Data excerpts
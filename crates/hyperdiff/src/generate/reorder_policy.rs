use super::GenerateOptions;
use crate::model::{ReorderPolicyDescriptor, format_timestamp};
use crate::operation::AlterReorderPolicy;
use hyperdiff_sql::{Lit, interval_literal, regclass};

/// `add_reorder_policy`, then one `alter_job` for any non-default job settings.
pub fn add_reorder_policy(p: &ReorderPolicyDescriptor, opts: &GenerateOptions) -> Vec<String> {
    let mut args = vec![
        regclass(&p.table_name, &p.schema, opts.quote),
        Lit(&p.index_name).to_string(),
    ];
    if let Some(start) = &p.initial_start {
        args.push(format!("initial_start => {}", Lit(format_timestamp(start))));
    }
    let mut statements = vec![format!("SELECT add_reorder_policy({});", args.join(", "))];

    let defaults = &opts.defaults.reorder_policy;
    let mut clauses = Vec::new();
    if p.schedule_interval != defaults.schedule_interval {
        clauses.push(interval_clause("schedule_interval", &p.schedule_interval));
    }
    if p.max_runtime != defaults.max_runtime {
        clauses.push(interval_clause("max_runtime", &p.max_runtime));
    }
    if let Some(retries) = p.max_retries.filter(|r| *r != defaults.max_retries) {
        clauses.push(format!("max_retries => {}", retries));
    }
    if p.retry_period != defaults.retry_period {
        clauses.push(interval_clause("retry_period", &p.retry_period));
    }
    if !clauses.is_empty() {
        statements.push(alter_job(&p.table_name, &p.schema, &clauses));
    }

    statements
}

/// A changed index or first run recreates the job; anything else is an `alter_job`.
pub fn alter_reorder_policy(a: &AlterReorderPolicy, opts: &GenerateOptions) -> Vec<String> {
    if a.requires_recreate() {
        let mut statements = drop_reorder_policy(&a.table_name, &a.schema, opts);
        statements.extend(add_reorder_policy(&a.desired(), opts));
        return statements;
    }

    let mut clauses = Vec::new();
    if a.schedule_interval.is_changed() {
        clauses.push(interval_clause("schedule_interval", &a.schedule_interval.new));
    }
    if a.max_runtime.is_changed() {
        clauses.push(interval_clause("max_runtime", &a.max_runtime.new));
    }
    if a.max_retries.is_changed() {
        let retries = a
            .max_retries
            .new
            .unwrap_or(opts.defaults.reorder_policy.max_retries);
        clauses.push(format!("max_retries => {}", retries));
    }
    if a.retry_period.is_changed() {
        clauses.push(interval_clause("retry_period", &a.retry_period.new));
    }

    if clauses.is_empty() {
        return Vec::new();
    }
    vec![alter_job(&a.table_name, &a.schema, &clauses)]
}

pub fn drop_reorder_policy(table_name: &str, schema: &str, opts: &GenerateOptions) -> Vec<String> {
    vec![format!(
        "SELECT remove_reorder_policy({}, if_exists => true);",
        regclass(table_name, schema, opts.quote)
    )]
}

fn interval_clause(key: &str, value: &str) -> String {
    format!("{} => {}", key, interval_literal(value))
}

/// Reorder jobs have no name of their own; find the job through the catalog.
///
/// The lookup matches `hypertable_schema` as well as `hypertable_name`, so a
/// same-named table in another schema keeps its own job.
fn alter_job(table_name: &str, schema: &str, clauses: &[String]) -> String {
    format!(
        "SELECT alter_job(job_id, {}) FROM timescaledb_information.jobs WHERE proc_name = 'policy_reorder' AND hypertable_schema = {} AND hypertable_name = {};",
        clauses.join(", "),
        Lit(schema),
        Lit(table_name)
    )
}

• Exercise brief
Across the data, count every line where the string "ReorderPolicyDescriptor" turns up, then write only that count.

• Answer to this task
2